WHAT THE TASK REQUIRES: Pick each line containing "Layout" out of the records.

INPUT:
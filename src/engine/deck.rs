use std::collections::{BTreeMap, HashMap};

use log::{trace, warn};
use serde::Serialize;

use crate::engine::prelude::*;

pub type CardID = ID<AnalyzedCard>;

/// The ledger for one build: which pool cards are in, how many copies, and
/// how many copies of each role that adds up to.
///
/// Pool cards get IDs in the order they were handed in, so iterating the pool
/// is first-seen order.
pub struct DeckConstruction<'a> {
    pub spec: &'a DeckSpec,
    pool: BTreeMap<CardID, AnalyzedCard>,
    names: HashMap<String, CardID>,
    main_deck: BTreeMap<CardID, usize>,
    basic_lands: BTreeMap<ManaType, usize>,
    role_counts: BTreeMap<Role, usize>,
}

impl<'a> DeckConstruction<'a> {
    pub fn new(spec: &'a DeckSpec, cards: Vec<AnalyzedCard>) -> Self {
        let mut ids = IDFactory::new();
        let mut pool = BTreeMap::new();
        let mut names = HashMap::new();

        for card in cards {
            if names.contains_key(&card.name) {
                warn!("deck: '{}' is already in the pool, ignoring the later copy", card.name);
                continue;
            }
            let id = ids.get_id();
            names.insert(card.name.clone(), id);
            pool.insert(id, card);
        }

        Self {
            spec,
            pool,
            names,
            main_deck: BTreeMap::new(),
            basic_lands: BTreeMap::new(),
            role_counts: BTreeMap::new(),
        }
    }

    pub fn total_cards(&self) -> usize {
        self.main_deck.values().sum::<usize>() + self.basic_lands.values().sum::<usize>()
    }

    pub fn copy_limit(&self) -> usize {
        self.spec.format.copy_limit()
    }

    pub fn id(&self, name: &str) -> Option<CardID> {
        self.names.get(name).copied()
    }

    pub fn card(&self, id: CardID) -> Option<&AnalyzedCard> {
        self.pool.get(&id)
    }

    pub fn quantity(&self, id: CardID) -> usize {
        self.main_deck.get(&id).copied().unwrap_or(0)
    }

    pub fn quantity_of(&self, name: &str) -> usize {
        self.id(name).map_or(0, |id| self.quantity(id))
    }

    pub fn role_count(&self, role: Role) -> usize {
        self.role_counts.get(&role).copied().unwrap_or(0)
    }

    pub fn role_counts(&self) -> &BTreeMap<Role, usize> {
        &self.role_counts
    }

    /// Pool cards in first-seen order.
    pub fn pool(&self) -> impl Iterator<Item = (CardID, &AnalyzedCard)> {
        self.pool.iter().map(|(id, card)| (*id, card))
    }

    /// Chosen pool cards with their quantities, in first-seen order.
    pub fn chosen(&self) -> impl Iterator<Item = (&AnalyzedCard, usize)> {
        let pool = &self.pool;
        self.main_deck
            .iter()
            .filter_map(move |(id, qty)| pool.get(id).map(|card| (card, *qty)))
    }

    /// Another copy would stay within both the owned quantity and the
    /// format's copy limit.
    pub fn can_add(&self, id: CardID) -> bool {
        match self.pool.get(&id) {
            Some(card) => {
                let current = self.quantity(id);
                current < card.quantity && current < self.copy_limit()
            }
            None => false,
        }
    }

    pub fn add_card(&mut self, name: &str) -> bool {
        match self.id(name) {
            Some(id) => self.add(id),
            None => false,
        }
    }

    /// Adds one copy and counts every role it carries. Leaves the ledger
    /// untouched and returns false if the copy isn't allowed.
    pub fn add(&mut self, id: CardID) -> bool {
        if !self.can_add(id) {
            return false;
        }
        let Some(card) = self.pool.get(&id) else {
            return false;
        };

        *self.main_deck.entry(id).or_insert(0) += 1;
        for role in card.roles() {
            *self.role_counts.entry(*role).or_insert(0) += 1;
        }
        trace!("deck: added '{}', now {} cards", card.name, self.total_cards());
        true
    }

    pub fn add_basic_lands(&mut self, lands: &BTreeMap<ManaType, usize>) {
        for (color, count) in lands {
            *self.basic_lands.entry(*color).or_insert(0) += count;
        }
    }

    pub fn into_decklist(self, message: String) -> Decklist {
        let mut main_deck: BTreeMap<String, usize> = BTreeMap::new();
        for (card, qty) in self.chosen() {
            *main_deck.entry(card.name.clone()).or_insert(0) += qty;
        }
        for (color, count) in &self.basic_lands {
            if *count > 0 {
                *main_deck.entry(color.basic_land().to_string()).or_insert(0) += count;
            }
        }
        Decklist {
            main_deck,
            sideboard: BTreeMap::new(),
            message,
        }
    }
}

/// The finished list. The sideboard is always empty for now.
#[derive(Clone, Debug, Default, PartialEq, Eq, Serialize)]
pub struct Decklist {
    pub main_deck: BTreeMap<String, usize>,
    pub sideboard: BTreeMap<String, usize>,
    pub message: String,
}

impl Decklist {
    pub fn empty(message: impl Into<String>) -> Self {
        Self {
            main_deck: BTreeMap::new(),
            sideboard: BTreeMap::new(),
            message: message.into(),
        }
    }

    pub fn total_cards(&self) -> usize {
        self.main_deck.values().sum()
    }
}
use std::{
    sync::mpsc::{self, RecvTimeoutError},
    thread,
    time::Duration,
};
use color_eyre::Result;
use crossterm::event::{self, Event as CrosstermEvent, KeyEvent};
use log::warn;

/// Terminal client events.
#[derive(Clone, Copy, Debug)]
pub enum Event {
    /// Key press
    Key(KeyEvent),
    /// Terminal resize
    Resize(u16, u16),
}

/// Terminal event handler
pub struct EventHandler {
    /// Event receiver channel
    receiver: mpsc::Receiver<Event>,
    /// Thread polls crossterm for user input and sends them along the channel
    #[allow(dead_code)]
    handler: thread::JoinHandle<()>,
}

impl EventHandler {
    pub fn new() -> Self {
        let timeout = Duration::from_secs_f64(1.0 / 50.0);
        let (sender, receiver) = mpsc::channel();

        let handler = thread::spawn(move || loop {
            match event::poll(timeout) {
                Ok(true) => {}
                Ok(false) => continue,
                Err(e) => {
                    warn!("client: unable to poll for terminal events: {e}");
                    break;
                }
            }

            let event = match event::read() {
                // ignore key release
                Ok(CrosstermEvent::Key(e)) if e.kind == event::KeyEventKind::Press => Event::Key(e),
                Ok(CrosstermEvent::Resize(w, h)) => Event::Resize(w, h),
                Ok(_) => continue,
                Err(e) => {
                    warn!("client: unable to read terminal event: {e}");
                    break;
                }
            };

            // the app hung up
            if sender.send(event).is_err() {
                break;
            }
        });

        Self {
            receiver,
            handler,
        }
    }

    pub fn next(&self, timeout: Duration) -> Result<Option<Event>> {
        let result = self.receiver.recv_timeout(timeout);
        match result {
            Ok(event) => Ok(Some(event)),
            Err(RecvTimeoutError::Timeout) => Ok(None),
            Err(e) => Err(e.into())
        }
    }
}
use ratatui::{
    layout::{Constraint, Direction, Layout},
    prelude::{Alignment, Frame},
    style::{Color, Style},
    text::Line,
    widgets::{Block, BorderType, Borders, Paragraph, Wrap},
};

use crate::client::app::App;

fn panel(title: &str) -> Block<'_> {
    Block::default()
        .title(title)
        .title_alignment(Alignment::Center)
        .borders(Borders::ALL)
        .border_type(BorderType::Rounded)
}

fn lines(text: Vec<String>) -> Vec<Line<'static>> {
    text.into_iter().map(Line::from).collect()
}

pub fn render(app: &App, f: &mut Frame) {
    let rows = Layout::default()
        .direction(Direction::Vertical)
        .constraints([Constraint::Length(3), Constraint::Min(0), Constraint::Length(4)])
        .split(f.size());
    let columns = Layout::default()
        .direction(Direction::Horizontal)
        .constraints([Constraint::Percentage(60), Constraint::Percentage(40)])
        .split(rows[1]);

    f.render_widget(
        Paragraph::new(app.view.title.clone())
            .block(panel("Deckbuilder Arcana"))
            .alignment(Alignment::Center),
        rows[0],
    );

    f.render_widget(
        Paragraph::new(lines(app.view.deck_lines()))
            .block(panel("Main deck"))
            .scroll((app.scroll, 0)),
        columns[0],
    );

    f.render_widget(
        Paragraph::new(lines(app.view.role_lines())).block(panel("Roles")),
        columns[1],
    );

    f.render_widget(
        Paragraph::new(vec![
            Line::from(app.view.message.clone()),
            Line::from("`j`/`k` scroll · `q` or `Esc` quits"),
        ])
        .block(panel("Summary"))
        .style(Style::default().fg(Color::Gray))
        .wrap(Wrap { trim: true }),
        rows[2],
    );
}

SOLUTION:
    layout::{Constraint, Direction, Layout},
    let rows = Layout::default()
    let columns = Layout::default()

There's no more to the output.